We love the blog Artisans + Architects. Mike has a thoughtful viewpoint on architecture, artisanship and sustainability that definitely bears following. We very much enjoyed talking with him! Check out what he wrote about Amenity on his recent post, Designs with a Sense of Soul.
Kristina de Corpo and Nicole Chiala share an art school background, a vision for sustainability and a relatively new and successful design business.
The two mid-‘90s graduates of the Art Academy of San Francisco decided in 2004 that they wanted to join forces and create products for the home. “We spend a lot of time outdoors,” said Kristina. “We’re big on the natural way of living.” The result is a strong emphasis on sustainability in every product that their firm, Amenity, designs and produces.
Nicole’s Muir collection of furniture is named for well-known Northern California conservationist John Muir. Her designs are inspired by Aalto, Eames and McCobb for a timeless and minimal look. Their warmth is derived from recycled Douglas fir salvaged from Los Angeles buildings slated for demolition.

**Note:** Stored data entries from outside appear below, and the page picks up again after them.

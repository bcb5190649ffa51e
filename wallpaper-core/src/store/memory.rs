//! In-memory image set for tests and local development.

use std::collections::HashSet;
use std::sync::{Arc, RwLock};

use async_trait::async_trait;
use rand::seq::IteratorRandom;

use super::{ImageSetWriter, ImageStore, StoreError, DEFAULT_SET_KEY};

/// In-memory image set.
///
/// Clones share the same underlying set. A store created with
/// [`MemoryImageStore::missing`] behaves like a key that was never written,
/// and [`MemoryImageStore::unavailable`] fails every call the way an
/// unreachable server does.
#[derive(Debug, Clone)]
pub struct MemoryImageStore {
    records: Arc<RwLock<Option<HashSet<String>>>>,
    unavailable: bool,
}

impl MemoryImageStore {
    /// Empty store whose key does not exist yet.
    pub fn missing() -> Self {
        Self {
            records: Arc::new(RwLock::new(None)),
            unavailable: false,
        }
    }

    /// Store pre-populated with `records`.
    pub fn from_records<I, S>(records: I) -> Self
    where
        I: IntoIterator<Item = S>,
        S: Into<String>,
    {
        let set: HashSet<String> = records.into_iter().map(Into::into).collect();
        Self {
            records: Arc::new(RwLock::new(Some(set))),
            unavailable: false,
        }
    }

    /// Store that fails every operation with a connection error.
    pub fn unavailable() -> Self {
        Self {
            records: Arc::new(RwLock::new(None)),
            unavailable: true,
        }
    }

    fn check(&self) -> Result<(), StoreError> {
        if self.unavailable {
            Err(StoreError::Connection("Connection refused (in-memory store marked unavailable)".into()))
        } else {
            Ok(())
        }
    }

    fn snapshot(&self) -> Result<Option<HashSet<String>>, StoreError> {
        self.check()?;
        let guard = self
            .records
            .read()
            .map_err(|_| StoreError::Command("In-memory store lock poisoned".into()))?;
        Ok(guard.clone())
    }
}

impl Default for MemoryImageStore {
    fn default() -> Self {
        Self::missing()
    }
}

#[async_trait]
impl ImageStore for MemoryImageStore {
    async fn ping(&self) -> Result<(), StoreError> {
        self.check()
    }

    async fn exists(&self) -> Result<bool, StoreError> {
        Ok(self.snapshot()?.is_some_and(|set| !set.is_empty()))
    }

    async fn cardinality(&self) -> Result<usize, StoreError> {
        Ok(self.snapshot()?.map_or(0, |set| set.len()))
    }

    async fn members(&self) -> Result<Vec<String>, StoreError> {
        Ok(self
            .snapshot()?
            .map(|set| set.into_iter().collect())
            .unwrap_or_default())
    }

    async fn random_members(&self, count: usize) -> Result<Vec<String>, StoreError> {
        let set = self.snapshot()?.unwrap_or_default();
        Ok(set.into_iter().choose_multiple(&mut rand::rng(), count))
    }

    fn set_key(&self) -> &str {
        DEFAULT_SET_KEY
    }
}

#[async_trait]
impl ImageSetWriter for MemoryImageStore {
    async fn add(&self, record: &str) -> Result<bool, StoreError> {
        self.check()?;
        let mut guard = self
            .records
            .write()
            .map_err(|_| StoreError::Command("In-memory store lock poisoned".into()))?;
        Ok(guard.get_or_insert_with(HashSet::new).insert(record.to_string()))
    }

    async fn add_batch(&self, records: &[String]) -> Result<usize, StoreError> {
        self.check()?;
        let mut guard = self
            .records
            .write()
            .map_err(|_| StoreError::Command("In-memory store lock poisoned".into()))?;
        let set = guard.get_or_insert_with(HashSet::new);
        Ok(records.iter().filter(|r| set.insert((*r).clone())).count())
    }
}

#[cfg(test)]
mod tests {
    use super::*;

    #[tokio::test]
    async fn test_missing_key() {
        let store = MemoryImageStore::missing();
        assert!(!store.exists().await.unwrap());
        assert_eq!(store.cardinality().await.unwrap(), 0);
        assert!(store.members().await.unwrap().is_empty());
    }

    #[tokio::test]
    async fn test_set_semantics() {
        let store = MemoryImageStore::missing();
        assert!(store.add("/a.jpg").await.unwrap());
        assert!(!store.add("/a.jpg").await.unwrap());
        let added = store
            .add_batch(&["/a.jpg".to_string(), "/b.jpg".to_string(), "/b.jpg".to_string()])
            .await
            .unwrap();
        assert_eq!(added, 1);
        assert_eq!(store.cardinality().await.unwrap(), 2);
    }

    #[tokio::test]
    async fn test_random_members_are_distinct_and_bounded() {
        let store = MemoryImageStore::from_records(["/a.jpg", "/b.jpg", "/c.jpg"]);
        let sample = store.random_members(5).await.unwrap();
        assert_eq!(sample.len(), 3);

        let sample = store.random_members(2).await.unwrap();
        assert_eq!(sample.len(), 2);
        assert_ne!(sample[0], sample[1]);
    }

    #[tokio::test]
    async fn test_unavailable_store_fails() {
        let store = MemoryImageStore::unavailable();
        assert!(matches!(
            store.members().await,
            Err(StoreError::Connection(_))
        ));
        assert!(store.ping().await.is_err());
    }
}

Some of the reclaimed beams and two-by-fours are more than 100 years old. “The woodworkers we use have a contract to harvest the hardwood, bring it back to their shop, strip the outside, re-plane it and refinish it. Then it’s sealed with low VOC stains,” Nicole said. “It’s so interesting to see the texture and the grain – and then there’s the beauty of reusing things like that.”
Kristina’s designs for bedding and table linens reflect her desire to bring the outdoors in. Patterns suggest the look and feel of aspen leaves, pine needles and bamboo stalks. “It’s about the idea of living with nature, and the emotion that nature gives you – the feeling of tranquility,” she said.
Her materials are 300 thread-count percale cottons, some the quality of yarn, imported from India and produced to GOTS standards. She utilizes traditional printmaking methods to achieve boldness in her art. “Each piece is silk-screened and printed individually,” she said. “It takes four people to print each one – and not on a digital of a rotary press. These are artisan products, and they’re all made in the United States.”
Their creations, she says, are made to be beautiful, not mass-produced. Their customers are attuned to the forces of nature and the peace that it can bring. And their designs, she said, are meant to deliver a sense of soul.